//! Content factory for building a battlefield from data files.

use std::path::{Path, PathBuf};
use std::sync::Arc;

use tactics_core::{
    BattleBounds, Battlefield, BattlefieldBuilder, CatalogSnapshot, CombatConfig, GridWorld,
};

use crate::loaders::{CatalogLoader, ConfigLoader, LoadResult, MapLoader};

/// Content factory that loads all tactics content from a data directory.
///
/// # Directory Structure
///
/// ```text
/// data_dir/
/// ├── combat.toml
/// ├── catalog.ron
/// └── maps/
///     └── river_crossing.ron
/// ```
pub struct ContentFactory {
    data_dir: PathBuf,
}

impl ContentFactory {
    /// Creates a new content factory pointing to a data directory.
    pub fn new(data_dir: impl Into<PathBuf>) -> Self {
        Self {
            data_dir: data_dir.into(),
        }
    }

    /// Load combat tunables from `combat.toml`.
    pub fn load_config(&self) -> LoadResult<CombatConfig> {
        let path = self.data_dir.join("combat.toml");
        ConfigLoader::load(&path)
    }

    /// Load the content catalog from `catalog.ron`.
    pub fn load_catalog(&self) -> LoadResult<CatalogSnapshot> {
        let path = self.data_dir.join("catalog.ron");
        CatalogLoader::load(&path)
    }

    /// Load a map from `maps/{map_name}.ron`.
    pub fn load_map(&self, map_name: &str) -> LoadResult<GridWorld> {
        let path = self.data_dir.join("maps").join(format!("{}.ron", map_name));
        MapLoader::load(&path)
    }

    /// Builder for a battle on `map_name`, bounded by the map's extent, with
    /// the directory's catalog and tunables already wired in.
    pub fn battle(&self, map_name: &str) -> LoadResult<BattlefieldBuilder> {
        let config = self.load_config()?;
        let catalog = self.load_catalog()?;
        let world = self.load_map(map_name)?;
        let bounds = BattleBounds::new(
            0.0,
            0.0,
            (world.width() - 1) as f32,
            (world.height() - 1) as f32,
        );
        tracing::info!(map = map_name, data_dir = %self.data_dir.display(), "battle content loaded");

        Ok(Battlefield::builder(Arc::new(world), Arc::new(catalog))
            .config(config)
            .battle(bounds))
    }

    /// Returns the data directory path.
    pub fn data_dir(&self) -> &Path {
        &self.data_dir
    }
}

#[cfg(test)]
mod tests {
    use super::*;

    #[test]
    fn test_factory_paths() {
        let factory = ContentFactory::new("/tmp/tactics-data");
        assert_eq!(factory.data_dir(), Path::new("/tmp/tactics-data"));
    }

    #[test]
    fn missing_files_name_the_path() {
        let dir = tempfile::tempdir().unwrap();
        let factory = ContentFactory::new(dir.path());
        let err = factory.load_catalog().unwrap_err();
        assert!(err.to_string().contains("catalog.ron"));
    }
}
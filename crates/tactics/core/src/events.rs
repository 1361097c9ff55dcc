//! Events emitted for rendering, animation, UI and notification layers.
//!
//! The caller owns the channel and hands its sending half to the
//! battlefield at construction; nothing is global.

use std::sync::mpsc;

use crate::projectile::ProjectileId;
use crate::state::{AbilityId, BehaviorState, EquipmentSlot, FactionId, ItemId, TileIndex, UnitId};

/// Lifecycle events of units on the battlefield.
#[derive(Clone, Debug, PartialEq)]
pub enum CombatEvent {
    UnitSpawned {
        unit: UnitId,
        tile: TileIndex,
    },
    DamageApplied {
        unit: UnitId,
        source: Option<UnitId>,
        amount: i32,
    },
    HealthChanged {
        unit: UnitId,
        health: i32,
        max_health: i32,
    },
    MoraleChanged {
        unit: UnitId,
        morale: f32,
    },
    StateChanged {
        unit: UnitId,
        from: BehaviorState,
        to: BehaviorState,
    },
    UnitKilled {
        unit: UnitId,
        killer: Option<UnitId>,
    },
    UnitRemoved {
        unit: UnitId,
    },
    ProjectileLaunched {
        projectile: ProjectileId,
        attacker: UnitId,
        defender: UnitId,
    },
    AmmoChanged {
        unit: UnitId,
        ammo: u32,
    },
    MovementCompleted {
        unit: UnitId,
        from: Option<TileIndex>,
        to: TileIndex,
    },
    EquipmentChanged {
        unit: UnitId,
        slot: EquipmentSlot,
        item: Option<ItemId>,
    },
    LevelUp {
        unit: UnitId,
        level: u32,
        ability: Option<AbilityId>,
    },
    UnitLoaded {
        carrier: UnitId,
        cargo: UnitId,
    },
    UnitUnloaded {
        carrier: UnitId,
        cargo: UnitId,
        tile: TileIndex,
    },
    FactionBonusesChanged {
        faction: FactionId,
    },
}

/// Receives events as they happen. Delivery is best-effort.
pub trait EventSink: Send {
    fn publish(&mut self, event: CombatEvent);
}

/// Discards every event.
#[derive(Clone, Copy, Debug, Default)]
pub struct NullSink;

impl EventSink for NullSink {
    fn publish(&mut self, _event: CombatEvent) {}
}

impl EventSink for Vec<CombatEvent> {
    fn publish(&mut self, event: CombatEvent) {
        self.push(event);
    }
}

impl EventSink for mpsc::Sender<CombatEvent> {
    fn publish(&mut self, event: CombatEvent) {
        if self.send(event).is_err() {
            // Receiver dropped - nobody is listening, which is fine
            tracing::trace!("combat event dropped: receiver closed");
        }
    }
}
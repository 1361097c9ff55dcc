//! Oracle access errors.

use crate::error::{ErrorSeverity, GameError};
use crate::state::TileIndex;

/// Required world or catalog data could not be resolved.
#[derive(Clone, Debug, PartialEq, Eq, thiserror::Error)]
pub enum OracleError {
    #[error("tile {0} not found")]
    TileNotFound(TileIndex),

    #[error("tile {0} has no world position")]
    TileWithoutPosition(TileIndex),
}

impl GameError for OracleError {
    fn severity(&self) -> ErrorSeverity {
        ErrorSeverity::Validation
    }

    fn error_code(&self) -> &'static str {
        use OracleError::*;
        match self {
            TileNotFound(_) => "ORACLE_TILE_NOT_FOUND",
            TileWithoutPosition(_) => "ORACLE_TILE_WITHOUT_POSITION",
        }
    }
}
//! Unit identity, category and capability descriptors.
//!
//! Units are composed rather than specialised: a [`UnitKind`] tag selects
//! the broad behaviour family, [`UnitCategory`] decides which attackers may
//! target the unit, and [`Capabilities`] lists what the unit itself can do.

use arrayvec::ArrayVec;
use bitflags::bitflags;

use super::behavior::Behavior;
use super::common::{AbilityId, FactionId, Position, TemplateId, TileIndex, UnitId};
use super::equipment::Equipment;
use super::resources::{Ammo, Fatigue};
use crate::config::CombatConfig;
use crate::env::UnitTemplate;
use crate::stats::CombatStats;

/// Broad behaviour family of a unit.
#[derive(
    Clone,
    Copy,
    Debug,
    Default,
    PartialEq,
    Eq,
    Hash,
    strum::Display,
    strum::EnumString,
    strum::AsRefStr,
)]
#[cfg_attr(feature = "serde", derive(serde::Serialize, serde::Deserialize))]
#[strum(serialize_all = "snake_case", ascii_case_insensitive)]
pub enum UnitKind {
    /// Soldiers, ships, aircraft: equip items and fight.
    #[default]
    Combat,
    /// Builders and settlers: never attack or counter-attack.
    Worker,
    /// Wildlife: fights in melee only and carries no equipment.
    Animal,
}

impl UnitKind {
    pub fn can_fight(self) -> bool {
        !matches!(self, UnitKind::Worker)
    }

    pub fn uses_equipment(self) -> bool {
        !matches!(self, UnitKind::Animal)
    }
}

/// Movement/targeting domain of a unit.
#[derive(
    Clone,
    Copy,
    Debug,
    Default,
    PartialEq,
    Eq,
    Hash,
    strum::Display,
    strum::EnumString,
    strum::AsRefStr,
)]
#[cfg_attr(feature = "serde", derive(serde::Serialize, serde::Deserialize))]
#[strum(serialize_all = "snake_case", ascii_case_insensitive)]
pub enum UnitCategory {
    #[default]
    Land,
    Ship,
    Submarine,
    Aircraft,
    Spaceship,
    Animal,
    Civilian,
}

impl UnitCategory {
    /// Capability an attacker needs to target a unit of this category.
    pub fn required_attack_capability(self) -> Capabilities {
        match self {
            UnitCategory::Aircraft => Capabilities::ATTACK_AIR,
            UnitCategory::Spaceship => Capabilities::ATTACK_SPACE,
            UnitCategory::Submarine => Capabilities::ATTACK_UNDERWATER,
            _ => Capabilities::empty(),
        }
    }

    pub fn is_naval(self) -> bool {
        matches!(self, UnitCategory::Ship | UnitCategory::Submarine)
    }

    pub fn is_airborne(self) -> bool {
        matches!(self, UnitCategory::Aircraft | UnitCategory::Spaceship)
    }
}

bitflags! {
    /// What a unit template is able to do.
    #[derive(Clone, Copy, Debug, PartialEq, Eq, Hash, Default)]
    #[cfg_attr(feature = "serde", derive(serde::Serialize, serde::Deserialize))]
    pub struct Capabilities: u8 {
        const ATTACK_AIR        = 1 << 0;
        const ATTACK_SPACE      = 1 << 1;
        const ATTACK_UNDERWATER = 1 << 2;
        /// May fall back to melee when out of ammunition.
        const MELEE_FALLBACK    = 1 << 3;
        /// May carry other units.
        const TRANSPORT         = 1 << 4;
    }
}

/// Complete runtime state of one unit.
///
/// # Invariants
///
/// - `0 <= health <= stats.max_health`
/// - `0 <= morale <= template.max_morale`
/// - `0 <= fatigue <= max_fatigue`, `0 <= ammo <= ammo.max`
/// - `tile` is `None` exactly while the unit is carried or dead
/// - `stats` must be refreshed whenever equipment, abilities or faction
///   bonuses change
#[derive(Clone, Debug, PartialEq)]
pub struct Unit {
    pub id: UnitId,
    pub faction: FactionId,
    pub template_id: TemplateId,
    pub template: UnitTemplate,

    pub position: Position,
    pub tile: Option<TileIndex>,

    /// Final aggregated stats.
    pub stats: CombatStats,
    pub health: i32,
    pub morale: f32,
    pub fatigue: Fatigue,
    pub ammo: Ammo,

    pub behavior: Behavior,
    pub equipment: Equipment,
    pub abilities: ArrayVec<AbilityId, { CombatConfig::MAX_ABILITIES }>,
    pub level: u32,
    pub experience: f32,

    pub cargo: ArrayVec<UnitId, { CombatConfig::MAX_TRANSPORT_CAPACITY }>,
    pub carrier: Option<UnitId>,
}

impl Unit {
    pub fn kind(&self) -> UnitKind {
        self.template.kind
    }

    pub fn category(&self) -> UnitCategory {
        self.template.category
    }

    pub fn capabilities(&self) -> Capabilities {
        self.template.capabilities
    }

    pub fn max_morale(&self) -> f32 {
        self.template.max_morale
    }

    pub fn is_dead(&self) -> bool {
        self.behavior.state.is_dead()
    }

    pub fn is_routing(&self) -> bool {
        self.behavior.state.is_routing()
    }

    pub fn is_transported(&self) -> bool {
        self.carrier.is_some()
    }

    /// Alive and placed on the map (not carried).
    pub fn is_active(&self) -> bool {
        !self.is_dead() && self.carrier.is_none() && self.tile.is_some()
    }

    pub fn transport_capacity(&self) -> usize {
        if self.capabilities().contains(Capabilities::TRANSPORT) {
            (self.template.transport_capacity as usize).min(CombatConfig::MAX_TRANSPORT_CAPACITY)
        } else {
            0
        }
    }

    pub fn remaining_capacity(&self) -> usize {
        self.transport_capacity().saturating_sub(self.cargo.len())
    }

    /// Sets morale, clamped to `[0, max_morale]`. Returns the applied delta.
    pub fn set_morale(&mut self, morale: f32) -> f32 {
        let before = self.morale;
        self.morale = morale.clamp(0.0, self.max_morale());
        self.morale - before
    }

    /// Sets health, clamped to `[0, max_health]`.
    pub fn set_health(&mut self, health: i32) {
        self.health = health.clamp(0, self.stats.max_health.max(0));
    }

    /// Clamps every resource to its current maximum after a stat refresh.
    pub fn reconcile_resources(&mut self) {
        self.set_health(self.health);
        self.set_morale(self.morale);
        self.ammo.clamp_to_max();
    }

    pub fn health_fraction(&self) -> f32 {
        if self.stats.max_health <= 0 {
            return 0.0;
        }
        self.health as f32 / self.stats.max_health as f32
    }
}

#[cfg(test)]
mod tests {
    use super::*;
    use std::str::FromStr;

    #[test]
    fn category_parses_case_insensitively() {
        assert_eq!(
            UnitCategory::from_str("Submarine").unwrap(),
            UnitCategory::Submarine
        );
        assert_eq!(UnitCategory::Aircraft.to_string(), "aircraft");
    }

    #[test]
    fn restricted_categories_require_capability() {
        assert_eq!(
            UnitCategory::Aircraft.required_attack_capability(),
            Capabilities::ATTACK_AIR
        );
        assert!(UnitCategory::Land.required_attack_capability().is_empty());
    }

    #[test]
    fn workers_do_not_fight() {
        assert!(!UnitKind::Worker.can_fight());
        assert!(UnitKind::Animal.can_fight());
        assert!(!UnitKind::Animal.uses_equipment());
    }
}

Task -> Your answer should consist of the lines from the line with "# Directory Structure" to the line with "map's extent, with" above, repeated exactly, both ends included.

Response ->
/// # Directory Structure
///
/// ```text
/// data_dir/
/// ├── combat.toml
/// ├── catalog.ron
/// └── maps/
///     └── river_crossing.ron
/// ```
pub struct ContentFactory {
    data_dir: PathBuf,
}

impl ContentFactory {
    /// Creates a new content factory pointing to a data directory.
    pub fn new(data_dir: impl Into<PathBuf>) -> Self {
        Self {
            data_dir: data_dir.into(),
        }
    }

    /// Load combat tunables from `combat.toml`.
    pub fn load_config(&self) -> LoadResult<CombatConfig> {
        let path = self.data_dir.join("combat.toml");
        ConfigLoader::load(&path)
    }

    /// Load the content catalog from `catalog.ron`.
    pub fn load_catalog(&self) -> LoadResult<CatalogSnapshot> {
        let path = self.data_dir.join("catalog.ron");
        CatalogLoader::load(&path)
    }

    /// Load a map from `maps/{map_name}.ron`.
    pub fn load_map(&self, map_name: &str) -> LoadResult<GridWorld> {
        let path = self.data_dir.join("maps").join(format!("{}.ron", map_name));
        MapLoader::load(&path)
    }

    /// Builder for a battle on `map_name`, bounded by the map's extent, with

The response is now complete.